Sei que, provavelmente, alguns não querem lembrar esse passado, mas a verdade é esta: este Governo do Partido Socialista continua a ceder em toda a linha ao interesse privado e a alienar a propriedade pública de sectores fundamentais do Serviço Nacional de Saúde.

O Governo é, portanto, muito rápido nas poupanças à custa dos utentes - nas diminuições das comparticipações, no corte de algumas majorações, no encarecimento dos medicamentos, por exemplo a propósito da manutenção do preço de referência -, é muito rápido em todas estas matérias, mas já é muito lento quando se trata de impor as matérias que afrontam não os utentes mas, sim, a indústria farmacêutica e outros interesses.

É muito lento na unidose e na prescrição pelo princípio activo, mas é muito rápido, como temos estado a ver em todo o País, numa política desajustada, técnica e politicamente, de encerramento de serviços e de desgraduação de serviços e de valências em serviços hospitalares e em centros de saúde, que leva a que as populações, por todo o País, se sintam hoje mais inseguras, mais desprotegidas e com menos acesso ao direito à saúde, que a Constituição lhes garante.

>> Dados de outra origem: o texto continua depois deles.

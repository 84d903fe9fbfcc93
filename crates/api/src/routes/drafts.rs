//! Route definitions for the `/drafts` resource.

use axum::routing::get;
use axum::Router;

use crate::handlers::drafts;
use crate::state::AppState;

/// Routes mounted at `/drafts`.
///
/// ```text
/// GET    /       -> list_drafts
/// GET    /{id}   -> get_draft
/// PUT    /{id}   -> update_draft
/// DELETE /{id}   -> delete_draft
/// ```
pub fn router() -> Router<AppState> {
    Router::new().route("/", get(drafts::list_drafts)).route(
        "/{id}",
        get(drafts::get_draft)
            .put(drafts::update_draft)
            .delete(drafts::delete_draft),
    )
}
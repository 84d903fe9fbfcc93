//! Handlers for the admin guest directory (`/admin/guests`).

use axum::extract::{Path, Query, State};
use axum::Json;
use serde::Deserialize;
use lodge_core::directory::{pair_with_additional, DirectoryEntry, DirectoryFilter};
use lodge_core::error::CoreError;
use lodge_core::guest::{ensure_submitted, validate_guest_fields, GuestFields};
use lodge_core::types::DbId;
use lodge_db::models::guest::Guest;
use lodge_db::repositories::GuestRepo;

use crate::error::{AppError, AppResult};
use crate::middleware::rbac::{AdminDirectoryArea, AdminGuestEditArea, Authorized};
use crate::response::DataResponse;
use crate::state::AppState;

/// Query parameters for `GET /admin/guests`.
#[derive(Debug, Default, Deserialize)]
pub struct DirectoryQuery {
    pub search: Option<String>,
    pub document_type: Option<String>,
}

/// GET /api/v1/admin/guests?search=&document_type=
///
/// Every submitted main guest, newest first, each with its companions.
/// Companions of all listed guests are loaded with one query.
pub async fn list_guests(
    State(state): State<AppState>,
    _auth: Authorized<AdminDirectoryArea>,
    Query(params): Query<DirectoryQuery>,
) -> AppResult<Json<DataResponse<Vec<DirectoryEntry<Guest>>>>> {
    let filter = DirectoryFilter::from_params(params.search, params.document_type.as_deref())?;

    let main_guests = filter.apply(GuestRepo::list_submitted_main_guests(&state.pool).await?);

    let mut codes: Vec<String> = main_guests.iter().map(|g| g.booking_code.clone()).collect();
    codes.sort();
    codes.dedup();
    let additional = GuestRepo::list_submitted_additional_by_codes(&state.pool, &codes).await?;

    Ok(Json(DataResponse {
        data: pair_with_additional(main_guests, additional),
    }))
}

/// PUT /api/v1/admin/guests/{id}
///
/// Correct a submitted guest's fields. Drafts are not editable here; they
/// belong to their owner until finalized.
pub async fn update_guest(
    State(state): State<AppState>,
    auth: Authorized<AdminGuestEditArea>,
    Path(id): Path<DbId>,
    Json(input): Json<GuestFields>,
) -> AppResult<Json<Guest>> {
    let fields = validate_guest_fields("guest", input)?;

    let existing = GuestRepo::find_by_id(&state.pool, id)
        .await?
        .ok_or(AppError::Core(CoreError::NotFound { entity: "Guest", id }))?;
    ensure_submitted(id, existing.status)?;

    let updated = GuestRepo::update_submitted(&state.pool, id, &fields)
        .await?
        .ok_or(AppError::Core(CoreError::NotFound {
            entity: "Submitted guest",
            id,
        }))?;

    tracing::info!(admin_id = auth.session.user_id, guest_id = id, "Submitted guest updated");
    Ok(Json(updated))
}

Esta é que é a responsabilidade principal do actual Governo do Partido Socialista: rápido a prejudicar os utentes e lento ou parado a afrontar os grandes interesses económicos deste sector, quando não os favorece.

Sabemos que o Sr. Ministro da Saúde anda acossado, reage mal, tão cercado está por críticas de todo o lado. Sabemos que, por todo o País, todas as forças políticas contestam esta política de encerramento indiscriminado e sem olhar a meios de tantas unidades do Serviço Nacional de Saúde. Mas sabemos também que esta não é uma política do Ministro da Saúde em exclusivo, é uma política do Governo, pela qual também é responsável o Primeiro-Ministro, que deve ser responsabilizado pelo que está a acontecer pelo País.

Foi por isso que o PCP anunciou já hoje, pela voz do seu Secretário-Geral, a reapresentação da iniciativa que propõe a suspensão deste processo de encerramento de urgências, de encerramento de vários serviços hospitalares e outros, de forma a que o Governo apresente uma iniciativa legislativa onde se definam os critérios, em abstracto, daquilo que deve ser uma rede nacional de urgências e daquilo que devem ser as redes de vários serviços a nível nacional.

Só depois de discutirmos isso é que se deve decidir o que é que encerra e o que é não encerra, para pormos fim a esta política de facto consumado, que prejudica as populações e que não terá o silêncio do PCP como cumplicidade. Esta política, que é de todo em todo inaceitável e que não pode ser esquecida neste debate, terá, sim, o nosso combate.